The shard key determines how data distributes across shards. A poor shard key creates hot shards, uneven distribution, and terrible performance. A good shard key enables linear scalability.

Critical factors:

High cardinality: Many unique values (millions, not dozens)
Low frequency: Values evenly distributed (not 80% of data in one value)
Non-monotonic: Not always-increasing (avoids hot shard for new data)
Query isolation: Shard key appears in most queries (enables targeted queries)

Good shard keys:

// User ID (if queries are user-specific)
{ user_id: 1 }

// Compound key for geographic distribution
{ country: 1, user_id: 1 }

// Hashed key for even distribution
{ user_id: "hashed" }

Bad shard keys:

// Monotonically increasing - all writes to one shard
{ timestamp: 1 }
{ _id: 1 }

// Low cardinality - few unique values
{ status: 1 }

// High frequency - uneven distribution
{ country: 1 }  // If 80% of users in one country

The timestamp problem: New data always goes to the highest shard key value. With timestamps or ObjectIds, this means all writes hit one “hot” shard while others sit idle. Solution: use hashed shard keys or combine with another field.

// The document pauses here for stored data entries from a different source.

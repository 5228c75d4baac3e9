// src/renderer/targets.rs
//! Render targets owned by one scene renderer: shadow map layers, pre-depth, the HDR geometry
//! buffer, the bloom chain and the LDR composite. Everything but the shadow map follows the
//! viewport size.

use super::frame_graph::{light_culling_groups, plan_bloom, BloomPlan, BloomSource};
use crate::config::RendererConfig;
use crate::gpu::{Framebuffer, FramebufferSpec, GpuContext, Image2D};
use std::sync::Arc;
use wgpu::util::DeviceExt;

/// Slots per screen tile in the visible light index buffer, terminator included.
pub const MAX_LIGHTS_PER_TILE: u32 = 64;

pub const COMPOSITE_FORMAT: wgpu::TextureFormat = wgpu::TextureFormat::Rgba8Unorm;

const DIRT_SIZE: u32 = 64;

/// Faint smudges, brightest toward the corners. Multiplied into bloom by the composite pass.
pub fn dirt_pixels(size: u32) -> Vec<u8> {
    let mut pixels = Vec::with_capacity((size * size * 4) as usize);
    let half = size as f32 * 0.5;
    for y in 0..size {
        for x in 0..size {
            let dx = (x as f32 + 0.5 - half) / half;
            let dy = (y as f32 + 0.5 - half) / half;
            let vignette = (dx * dx + dy * dy).sqrt().min(1.0);
            let hash = (x.wrapping_mul(73_856_093) ^ y.wrapping_mul(19_349_663)) % 97;
            let smudge = if hash < 5 { 0.5 } else { 0.0 };
            let value = ((vignette * 0.1 + smudge * vignette) * 255.0) as u8;
            pixels.extend_from_slice(&[value, value, value, 255]);
        }
    }
    pixels
}

pub struct BloomTargets {
    pub plan: BloomPlan,
    pub chain: [Arc<Image2D>; 3],
    /// Single-mip views, `views[image][mip]`.
    views: [Vec<Arc<wgpu::TextureView>>; 3],
}

impl BloomTargets {
    fn new(gpu: &GpuContext, config: &RendererConfig, width: u32, height: u32) -> Self {
        let plan = plan_bloom(width, height, config.bloom.work_group_size);
        let (w, h) = plan.size;
        let chain = [0, 1, 2].map(|i| Arc::new(Image2D::storage(gpu, &format!("bloom {i}"), w, h, plan.mip_levels)));
        let views = [0, 1, 2].map(|i| {
            (0..plan.mip_levels)
                .map(|mip| Arc::new(chain[i].mip_view(mip)))
                .collect::<Vec<_>>()
        });
        Self { plan, chain, views }
    }

    pub fn view(&self, image: usize, mip: u32) -> Option<&Arc<wgpu::TextureView>> {
        self.views.get(image).and_then(|views| views.get(mip as usize))
    }
}

pub struct FrameTargets {
    /// Bumped on every reallocation; descriptor sets written against an older version are stale.
    version: u64,
    size: (u32, u32),
    pub shadow_map: Arc<Image2D>,
    pub shadow_framebuffers: Vec<Framebuffer>,
    pub pre_depth: Framebuffer,
    pub geometry: Framebuffer,
    pub scene_color: Option<Arc<wgpu::TextureView>>,
    pub bloom: BloomTargets,
    pub bloom_dirt: Arc<Image2D>,
    pub composite: Framebuffer,
    pub late_composite: Framebuffer,
    pub visible_lights: Arc<wgpu::Buffer>,
}

fn visible_light_buffer(gpu: &GpuContext, config: &RendererConfig, width: u32, height: u32) -> wgpu::Buffer {
    let (x, y) = light_culling_groups(width, height, config.light_culling.tile_size);
    let slots = (x * y * MAX_LIGHTS_PER_TILE) as usize;
    // Every slot starts as the -1 terminator so an uncalled culling pass lights nothing.
    gpu.device.create_buffer_init(&wgpu::util::BufferInitDescriptor {
        label: Some("visible light indices"),
        contents: &vec![0xFFu8; slots * std::mem::size_of::<i32>()],
        usage: wgpu::BufferUsages::STORAGE | wgpu::BufferUsages::COPY_DST,
    })
}

impl FrameTargets {
    pub fn new(gpu: &GpuContext, config: &RendererConfig, width: u32, height: u32) -> Self {
        let (width, height) = (width.max(1), height.max(1));
        let shadows = &config.shadows;
        let shadow_map = Arc::new(Image2D::depth_array(
            gpu,
            "shadow map",
            shadows.map_size,
            shadows.cascade_count,
        ));
        let shadow_framebuffers = (0..shadows.cascade_count)
            .map(|layer| Framebuffer::depth_layer(Arc::clone(&shadow_map), layer, &format!("shadow cascade {layer}")))
            .collect();

        let pre_depth = Framebuffer::new(gpu, FramebufferSpec::new("pre-depth", width, height).with_depth());
        let geometry = Framebuffer::new(
            gpu,
            FramebufferSpec::new("geometry", width, height)
                .with_color(Image2D::HDR_FORMAT)
                .with_depth()
                .with_clear_color(wgpu::Color::BLACK),
        );
        let composite = Framebuffer::new(
            gpu,
            FramebufferSpec::new("composite", width, height).with_color(COMPOSITE_FORMAT),
        );
        let late_composite = Framebuffer::sharing(&composite, "late composite");
        let bloom_dirt = Arc::new(Image2D::from_rgba8(
            gpu,
            "bloom dirt",
            DIRT_SIZE,
            DIRT_SIZE,
            &dirt_pixels(DIRT_SIZE),
        ));

        Self {
            version: 1,
            size: (width, height),
            scene_color: Self::color_view(&geometry),
            bloom: BloomTargets::new(gpu, config, width, height),
            visible_lights: Arc::new(visible_light_buffer(gpu, config, width, height)),
            shadow_map,
            shadow_framebuffers,
            pre_depth,
            geometry,
            bloom_dirt,
            composite,
            late_composite,
        }
    }

    fn color_view(framebuffer: &Framebuffer) -> Option<Arc<wgpu::TextureView>> {
        framebuffer.color(0).map(|image| Arc::new(image.mip_view(0)))
    }

    pub fn version(&self) -> u64 {
        self.version
    }

    pub fn size(&self) -> (u32, u32) {
        self.size
    }

    /// Reallocate every viewport-sized target. Returns whether anything changed.
    pub fn resize(&mut self, gpu: &GpuContext, config: &RendererConfig, width: u32, height: u32) -> bool {
        if width == 0 || height == 0 || (width, height) == self.size {
            return false;
        }
        log::debug!("Resizing frame targets to {width}x{height}");
        self.size = (width, height);
        self.pre_depth.resize(gpu, width, height);
        self.geometry.resize(gpu, width, height);
        self.scene_color = Self::color_view(&self.geometry);
        self.composite.resize(gpu, width, height);
        self.late_composite = Framebuffer::sharing(&self.composite, "late composite");
        self.bloom = BloomTargets::new(gpu, config, width, height);
        self.visible_lights = Arc::new(visible_light_buffer(gpu, config, width, height));
        self.version += 1;
        true
    }

    /// View a bloom dispatch reads for `source` at `mip`.
    pub fn bloom_source(&self, source: BloomSource, mip: u32) -> Option<Arc<wgpu::TextureView>> {
        match source {
            BloomSource::SceneColor => self.scene_color.clone(),
            BloomSource::Chain(image) => self.bloom.view(image, mip).cloned(),
        }
    }
}

#[cfg(test)]
mod tests {
    use super::*;

    #[test]
    fn dirt_is_dim_and_opaque() {
        let pixels = dirt_pixels(16);
        assert_eq!(pixels.len(), 16 * 16 * 4);
        assert!(pixels.chunks(4).all(|p| p[3] == 255 && p[0] < 160));
        // centre is darker than the corners
        let at = |x: usize, y: usize| pixels[(y * 16 + x) * 4];
        assert!(at(8, 8) <= at(0, 0));
    }
}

Sharded Cluster Architecture

A sharded cluster has three components:

Config servers: 3-node replica set storing cluster metadata
Shard servers: Replica sets storing your data (each shard is a replica set)
mongos routers: Query routers directing requests to appropriate shards

Applications connect to mongos routers, not directly to shards. Mongos determines which shards hold requested data and routes queries accordingly.

Enable sharding:

// Connect to mongos
sh.enableSharding("mydb")

// Shard a collection
sh.shardCollection("mydb.users", { user_id: 1 })

// Shard with hashed key
sh.shardCollection("mydb.events", { _id: "hashed" })

Add shards:

sh.addShard("shard01/mongo1:27017,mongo2:27017,mongo3:27017")
sh.addShard("shard02/mongo4:27017,mongo5:27017,mongo6:27017")

The Balancer

The balancer moves chunks (ranges of shard key values) between shards to maintain even distribution. It runs automatically but you can control when it runs.

// Check balancer status
sh.getBalancerState()

// Schedule balancer to run only during maintenance window
use config
db.settings.update(
  { _id: "balancer" },
  { $set: { activeWindow: { start: "23:00", stop: "06:00" } } },
  { upsert: true }
)

Balancing impacts performance (it moves data across the network), so schedule it during low-traffic periods.

Zone Sharding

Zone sharding lets you control data placement geographically or logically.

// Assign shards to zones
sh.addShardToZone("shard01", "US")
sh.addShardToZone("shard02", "EU")

// Route data by shard key range
sh.updateZoneKeyRange(
  "mydb.users",
  { country: "US" },
  { country: "US\uffff" },
  "US"
)

This ensures US users’ data stays on US-located shards, reducing latency and meeting data residency requirements.

Security Best Practices

An unsecured database is an incident waiting to happen. MongoDB security is layered: authentication, authorization, network security, and encryption.

Enable Authentication

By default, MongoDB accepts connections without authentication (for ease of initial setup). This is catastrophic in production.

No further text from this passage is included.